Gérer son parc automobile : Une contrainte

Dossier "Les PME s’adaptent face à la crise"

Gérer un parc, c’est optimiser les coûts, assurer le suivi de la flotte, contrôler les dérives kilométriques, garantir la mobilité des collaborateurs, réduire la sinistralité. Un métier spécifique et une contrainte pour les PME.

La gestion d’un parc est d’autant plus difficile que le responsable attitré gère le parc à côté de ses autres activités principales. « Il peut s’agir du Pdg, de son assistante, du directeur financier ou pour les sociétés plus importantes, du directeur financier, du responsable des achats ou des ressources humaines. Dans tous les cas de figure, la gestion d’un parc ne fait pas partie de leur cœur de métier, nous soulageons donc cette personne d’une gestion qu’elle connaît mal, tout en assurant au client une mobilité, au niveau de sa flotte », explique David Velay.

Grégory Libre souligne à ses yeux « l’importance du conseil sur le choix des véhicules, le financement, les prestations, ainsi que les leviers permettant de maîtriser la sinistralité. Alors que les grands groupes connaissent bien le marché, leurs besoins et leur budget global, les PME-PMI ont parfois des difficultés à appréhender l’ensemble des coûts liés à leur flotte automobile ». En LLD, environ un tiers du coût est lié au loyer financier, 10 % en moyenne aux prestations (entretien, pneumatiques, véhicules de remplacement,…), 6 % à la prime d’assurance et 5 % à la gestion du parc. Le carburant représente environ un quart de l’addition et, le reste, soit environ 20 %, correspond à la fiscalité et à la sinistralité. « Nous estimons à 35 % l’impact du comportement des conducteurs sur le coût global de la flotte en intégrant la consommation de carburant et les charges liées à la sinistralité. Sans compter l’absentéisme inhérent aux sinistres les plus importants, pouvant avoir un retentissement important pour une société de taille moyenne. D’où la nécessité de convaincre les PME-PMI à mettre en place des programmes de prévention des risques routiers et de formation à la conduite Eco Responsable », estime Grégory Libre.

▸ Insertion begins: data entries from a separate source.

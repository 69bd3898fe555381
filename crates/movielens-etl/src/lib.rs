//! MovieLens batch ETL
//!
//! Downloads the MovieLens dataset, stages it on durable storage and in a
//! SQLite warehouse, explodes movie genres into their own table and exports
//! the top-rated titles as a finalized CSV file.

pub mod config;
pub mod database;
pub mod errors;
pub mod logging;
pub mod models;
pub mod output;
pub mod pipeline;
pub mod sources;
pub mod storage;
pub mod utils;
//! Removes durable working paths so the next run starts clean.
//!
//! Every path is attempted; failures are logged and reported together.

use async_trait::async_trait;
use std::sync::Arc;
use std::time::Instant;
use tracing::{debug, error, info};

use super::stage_ids;
use crate::pipeline::error::PipelineError;
use crate::pipeline::traits::{PipelineStage, StageMetrics};
use crate::storage::StorageBridge;
use crate::utils::human_format::format_duration_precise;

pub struct CleanupStage {
    bridge: Arc<dyn StorageBridge>,
    paths: Vec<String>,
}

impl CleanupStage {
    pub fn new(bridge: Arc<dyn StorageBridge>, paths: Vec<String>) -> Self {
        Self { bridge, paths }
    }
}

#[async_trait]
impl PipelineStage for CleanupStage {
    fn stage_id(&self) -> &'static str {
        stage_ids::CLEANUP
    }

    fn stage_name(&self) -> &'static str {
        "Cleanup"
    }

    async fn execute(&mut self) -> Result<StageMetrics, PipelineError> {
        let cleanup_start = Instant::now();
        let mut failed = Vec::new();

        for path in &self.paths {
            debug!("Removing {}", path);
            if let Err(e) = self.bridge.remove(path, true).await {
                error!("Failed to remove {}: {}", path, e);
                failed.push(path.clone());
            }
        }

        info!(
            "Cleanup completed: removed={} failed={} duration={}",
            self.paths.len() - failed.len(),
            failed.len(),
            format_duration_precise(cleanup_start.elapsed())
        );

        if !failed.is_empty() {
            return Err(PipelineError::cleanup(format!(
                "could not remove {}",
                failed.join(", ")
            )));
        }

        let mut metrics = StageMetrics::new();
        metrics.insert("removed".to_string(), serde_json::json!(self.paths.len()));
        Ok(metrics)
    }
}
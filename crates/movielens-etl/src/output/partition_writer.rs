//! Partitioned CSV writer
//!
//! Output directories are always replaced, never appended to, so a retried
//! export can not mix partitions from two runs.

use serde::Serialize;
use std::fs;
use std::io;
use std::path::{Path, PathBuf};
use tracing::{debug, info};
use uuid::Uuid;

use super::PARTITION_PREFIX;
use crate::errors::{OutputError, OutputResult};

pub const SUCCESS_MARKER: &str = "_SUCCESS";

#[derive(Debug, Clone)]
pub struct PartitionWriteSummary {
    pub job_id: Uuid,
    pub partitions: Vec<PathBuf>,
    pub records: usize,
}

#[derive(Debug, Clone, Default)]
pub struct PartitionedCsvWriter {
    /// 0 writes everything into a single partition
    max_records_per_partition: usize,
}

impl PartitionedCsvWriter {
    pub fn new(max_records_per_partition: usize) -> Self {
        Self {
            max_records_per_partition,
        }
    }

    pub fn partition_name(index: usize, job_id: &Uuid) -> String {
        format!("{PARTITION_PREFIX}{index:05}-{job_id}.csv")
    }

    fn chunks<'a, T>(&self, records: &'a [T]) -> Vec<&'a [T]> {
        if self.max_records_per_partition == 0 || records.len() <= self.max_records_per_partition
        {
            vec![records]
        } else {
            records.chunks(self.max_records_per_partition).collect()
        }
    }

    /// Replace `dir` with header-carrying partition files holding `records`
    pub fn write<T: Serialize>(
        &self,
        dir: &Path,
        header: &[&str],
        records: &[T],
    ) -> OutputResult<PartitionWriteSummary> {
        let job_id = Uuid::new_v4();
        debug!("Writing {} records to {:?} (job {})", records.len(), dir, job_id);

        match fs::remove_dir_all(dir) {
            Ok(()) => debug!("Replaced existing output directory {:?}", dir),
            Err(e) if e.kind() == io::ErrorKind::NotFound => {}
            Err(e) => return Err(OutputError::io(dir, e)),
        }
        fs::create_dir_all(dir).map_err(|e| OutputError::io(dir, e))?;

        touch(&dir.join(format!("_started_{}", job_id.simple())))?;

        let mut partitions = Vec::new();
        for (index, chunk) in self.chunks(records).into_iter().enumerate() {
            let path = dir.join(Self::partition_name(index, &job_id));
            let mut writer = csv::WriterBuilder::new()
                .has_headers(false)
                .from_path(&path)?;
            writer.write_record(header)?;
            for record in chunk {
                writer.serialize(record)?;
            }
            writer.flush().map_err(|e| OutputError::io(&path, e))?;
            partitions.push(path);
        }

        touch(&dir.join(format!("_committed_{}", job_id.simple())))?;
        touch(&dir.join(SUCCESS_MARKER))?;

        info!(
            "Export written: dir={:?} records={} partitions={}",
            dir,
            records.len(),
            partitions.len()
        );
        Ok(PartitionWriteSummary {
            job_id,
            partitions,
            records: records.len(),
        })
    }
}

fn touch(path: &Path) -> OutputResult<()> {
    fs::write(path, b"").map_err(|e| OutputError::io(path, e))
}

Assurer le suivi de la flotte

Les loueurs longue durée proposent toujours un suivi du kilométrage et, souvent, de la consommation en carburant. Cette mise au point permet d’informer le client et de l’alerter si le kilométrage varie par rapport à celui fixé au départ lors de la tarification de la location. Elle s’effectue lors de l’entretien ou lors du passage à la pompe à essence si le client a choisi cette option. Les loueurs proposent également un suivi kilométrique régulier. Ainsi Cofiparc qui a développé des solutions sur-mesure, équipe les véhicules d’un kilométreur, qui permet la remontée kilométrique à distance. « Cette formule souplesse Rythme K, comme nous l’appelons, permet de relever régulièrement le kilométrage, et ainsi de faire un reporting plus précis », souligne Claude David. « Nous suivons la consommation de nos véhicules mensuellement grâce à notre système électronique de géolocalisation. Cela peut nous permettre de détecter un chauffeur qui utiliserait le véhicule à des fins personnelles », explique Eric Cerizza.

Cependant, « les petites sociétés sont moins à la recherche de compte-rendus précis sur leurs véhicules. Il est en effet plus facile de gérer 3 ou 5 véhicules et de surveiller kilométrage et consommation de carburants alors que les grands groupes qui ont plusieurs centaines de véhicules ne peuvent maîtriser ce suivi, sans l’aide de compte-rendus réguliers », explique François Harnie. Quand elles gèrent elles-mêmes leur parc, les petites PME qui disposent d’un ou deux véhicules surveillent aussi de plus en plus la consommation et le kilométrage et surtout, elles font confiance à leur chauffeur.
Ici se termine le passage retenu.